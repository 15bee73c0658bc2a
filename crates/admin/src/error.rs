//! Unified error handling for the admin console.
//!
//! Server-fault errors are captured to Sentry before responding. All route
//! handlers return `Result<T, AppError>`.

use axum::{
    Json,
    http::StatusCode,
    response::{IntoResponse, Response},
};
use serde_json::json;
use thiserror::Error;

use curbside_core::scheduling::FieldError;

use crate::db::RepositoryError;

/// Application-level error type for the admin console.
#[derive(Debug, Error)]
pub enum AppError {
    /// Database operation failed.
    #[error("Database error: {0}")]
    Database(RepositoryError),

    /// Request input failed validation; carries field-level detail.
    #[error("Validation error")]
    Validation(Vec<FieldError>),

    /// Resource not found.
    #[error("Not found: {0}")]
    NotFound(String),

    /// Caller is not authenticated.
    #[error("Unauthorized: {0}")]
    Unauthorized(String),

    /// Duplicate unique key (crew email, ZIP prefix) or dangling reference.
    #[error("Conflict: {0}")]
    Conflict(String),

    /// Internal server error.
    #[error("Internal error: {0}")]
    Internal(String),
}

impl From<RepositoryError> for AppError {
    fn from(err: RepositoryError) -> Self {
        match err {
            RepositoryError::NotFound => Self::NotFound("resource".to_string()),
            RepositoryError::Conflict(message) => Self::Conflict(message),
            other => Self::Database(other),
        }
    }
}

impl IntoResponse for AppError {
    fn into_response(self) -> Response {
        // Capture server errors to Sentry
        if matches!(self, Self::Database(_) | Self::Internal(_)) {
            let event_id = sentry::capture_error(&self);
            tracing::error!(
                error = %self,
                sentry_event_id = %event_id,
                "Admin request error"
            );
        }

        let status = match &self {
            Self::Database(_) | Self::Internal(_) => StatusCode::INTERNAL_SERVER_ERROR,
            Self::Validation(_) => StatusCode::BAD_REQUEST,
            Self::NotFound(_) => StatusCode::NOT_FOUND,
            Self::Unauthorized(_) => StatusCode::UNAUTHORIZED,
            Self::Conflict(_) => StatusCode::CONFLICT,
        };

        // Don't expose internal error details to clients
        let body = match &self {
            Self::Database(_) | Self::Internal(_) => json!({
                "message": "Internal server error",
            }),
            Self::Validation(errors) => json!({
                "message": "Validation error",
                "errors": errors,
            }),
            Self::NotFound(what) => json!({
                "message": format!("{what} not found"),
            }),
            Self::Unauthorized(message) | Self::Conflict(message) => json!({
                "message": message,
            }),
        };

        (status, Json(body)).into_response()
    }
}

/// Result type alias for `AppError`.
pub type Result<T> = std::result::Result<T, AppError>;

#[cfg(test)]
mod tests {
    use super::*;

    fn get_status(err: AppError) -> StatusCode {
        err.into_response().status()
    }

    #[test]
    fn test_app_error_status_codes() {
        assert_eq!(
            get_status(AppError::NotFound("crew".to_string())),
            StatusCode::NOT_FOUND
        );
        assert_eq!(
            get_status(AppError::Unauthorized("Invalid admin credentials".to_string())),
            StatusCode::UNAUTHORIZED
        );
        assert_eq!(
            get_status(AppError::Conflict("email already exists".to_string())),
            StatusCode::CONFLICT
        );
        assert_eq!(
            get_status(AppError::Internal("test".to_string())),
            StatusCode::INTERNAL_SERVER_ERROR
        );
    }

    #[test]
    fn test_repository_conflict_maps_to_409() {
        let err: AppError = RepositoryError::Conflict("email already exists".to_string()).into();
        assert_eq!(get_status(err), StatusCode::CONFLICT);
    }
}
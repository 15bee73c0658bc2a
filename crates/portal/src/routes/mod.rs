//! HTTP route handlers for the portal.
//!
//! # Route Structure
//!
//! ```text
//! GET  /health                    - Liveness check
//! GET  /health/ready              - Readiness check (database ping)
//!
//! # Public intake
//! POST /api/schedule              - Schedule a pickup
//!
//! # Crew (session-gated except login)
//! POST /api/crew/login            - Crew login
//! POST /api/crew/logout           - Crew logout
//! GET  /api/crew/profile          - Current crew profile
//! GET  /api/crew/pickups          - Crew's scheduled pickups
//! POST /api/crew/complete/{id}    - Mark a pickup completed
//! ```

pub mod crew;
pub mod schedule;

use axum::{
    Router,
    routing::{get, post},
};

use crate::state::AppState;

/// Create the crew routes router.
pub fn crew_routes() -> Router<AppState> {
    Router::new()
        .route("/login", post(crew::login))
        .route("/logout", post(crew::logout))
        .route("/profile", get(crew::profile))
        .route("/pickups", get(crew::pickups))
        .route("/complete/{id}", post(crew::complete))
}

/// Create all routes for the portal.
pub fn routes() -> Router<AppState> {
    Router::new()
        .route("/api/schedule", post(schedule::schedule))
        .nest("/api/crew", crew_routes())
}
//! Portal services: crew authentication and SMS delivery.

pub mod auth;
pub mod sms;

pub use auth::CrewAuthService;
pub use sms::TwilioSms;
//! Database seeding command.
//!
//! Upserts the default SMS templates and creates three demo crews with
//! their ZIP routing rules. Safe to run repeatedly: existing templates are
//! refreshed, existing crews are left alone.

use sqlx::PgPool;

use super::{CliError, crew::hash_password, database_url};

/// Demo crew password (printed after seeding).
const DEMO_PASSWORD: &str = "crew12345";

const DEFAULT_TEMPLATES: [(&str, &str); 2] = [
    (
        "Scheduled",
        "We will be there on [scheduled_date] between [timeslot] to pick up your appliance.",
    ),
    (
        "Completed",
        "Your pickup at [address] has been completed. Thank you!",
    ),
];

const DEMO_CREWS: [(&str, &str, [&str; 3]); 3] = [
    ("crew1@example.com", "North Crew", ["100", "101", "102"]),
    ("crew2@example.com", "South Crew", ["200", "201", "202"]),
    ("crew3@example.com", "East Crew", ["300", "301", "302"]),
];

/// Seed default templates, demo crews, and ZIP routes.
///
/// # Errors
///
/// Returns an error if the database is unreachable or a statement fails.
pub async fn run() -> Result<(), CliError> {
    let database_url = database_url()?;
    let pool = PgPool::connect(&database_url).await?;

    tracing::info!("Seeding default SMS templates...");
    for (kind, text) in DEFAULT_TEMPLATES {
        sqlx::query(
            r"
            INSERT INTO sms_template (template_type, template_text)
            VALUES ($1, $2)
            ON CONFLICT (template_type)
            DO UPDATE SET template_text = EXCLUDED.template_text, updated_at = NOW()
            ",
        )
        .bind(kind)
        .bind(text)
        .execute(&pool)
        .await?;
    }

    tracing::info!("Seeding demo crews...");
    let password_hash = hash_password(DEMO_PASSWORD)?;

    for (email, display_name, prefixes) in DEMO_CREWS {
        let crew_id = sqlx::query_scalar::<_, i32>(
            r"
            INSERT INTO crew (email, password_hash, display_name, zip_prefixes)
            VALUES ($1, $2, $3, $4)
            ON CONFLICT (email) DO NOTHING
            RETURNING id
            ",
        )
        .bind(email)
        .bind(&password_hash)
        .bind(display_name)
        .bind(prefixes.map(str::to_owned).to_vec())
        .fetch_optional(&pool)
        .await?;

        let Some(crew_id) = crew_id else {
            tracing::info!(email, "Crew already exists, skipping");
            continue;
        };

        for prefix in prefixes {
            sqlx::query(
                r"
                INSERT INTO zip_assignment (zip_prefix, crew_id)
                VALUES ($1, $2)
                ON CONFLICT (zip_prefix) DO NOTHING
                ",
            )
            .bind(prefix)
            .bind(crew_id)
            .execute(&pool)
            .await?;
        }

        tracing::info!(email, crew_id, "Crew created");
    }

    tracing::info!("Seeding complete. Demo crew password: {DEMO_PASSWORD}");
    Ok(())
}
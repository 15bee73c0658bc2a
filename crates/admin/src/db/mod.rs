//! Database operations for the admin console.
//!
//! The admin console manages the same tables the portal serves from:
//! `crew`, `pickup`, `zip_assignment`, and `sms_template`. Management CRUD
//! lives here in concrete repositories; the portal's lifecycle goes through
//! the core storage seam instead.
//!
//! # Migrations
//!
//! The schema is owned by `crates/portal/migrations/` and run via:
//! ```bash
//! cargo run -p curbside-cli -- migrate
//! ```

pub mod crews;
pub mod pickups;
pub mod templates;
pub mod zip_routes;

use std::time::Duration;

use secrecy::ExposeSecret;
use sqlx::PgPool;
use sqlx::postgres::PgPoolOptions;
use thiserror::Error;

pub use crews::CrewRepository;
pub use pickups::PickupRepository;
pub use templates::TemplateRepository;
pub use zip_routes::ZipRouteRepository;

/// Errors that can occur during repository operations.
#[derive(Debug, Error)]
pub enum RepositoryError {
    /// Database error from sqlx.
    #[error("database error: {0}")]
    Database(#[from] sqlx::Error),

    /// Data in the database is corrupted or invalid.
    #[error("data corruption: {0}")]
    DataCorruption(String),

    /// Requested entity was not found.
    #[error("not found")]
    NotFound,

    /// Constraint violation (e.g., unique email or ZIP prefix).
    #[error("constraint violation: {0}")]
    Conflict(String),
}

/// Create a `PostgreSQL` connection pool with sensible defaults.
///
/// # Errors
///
/// Returns `sqlx::Error` if the connection cannot be established.
pub async fn create_pool(database_url: &secrecy::SecretString) -> Result<PgPool, sqlx::Error> {
    PgPoolOptions::new()
        .max_connections(10)
        .min_connections(2)
        .acquire_timeout(Duration::from_secs(10))
        .connect(database_url.expose_secret())
        .await
}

=====

WHAT TO DO » Lines with the word "check": how many appear in the data? State only the number.

WRITTEN REPLY » 2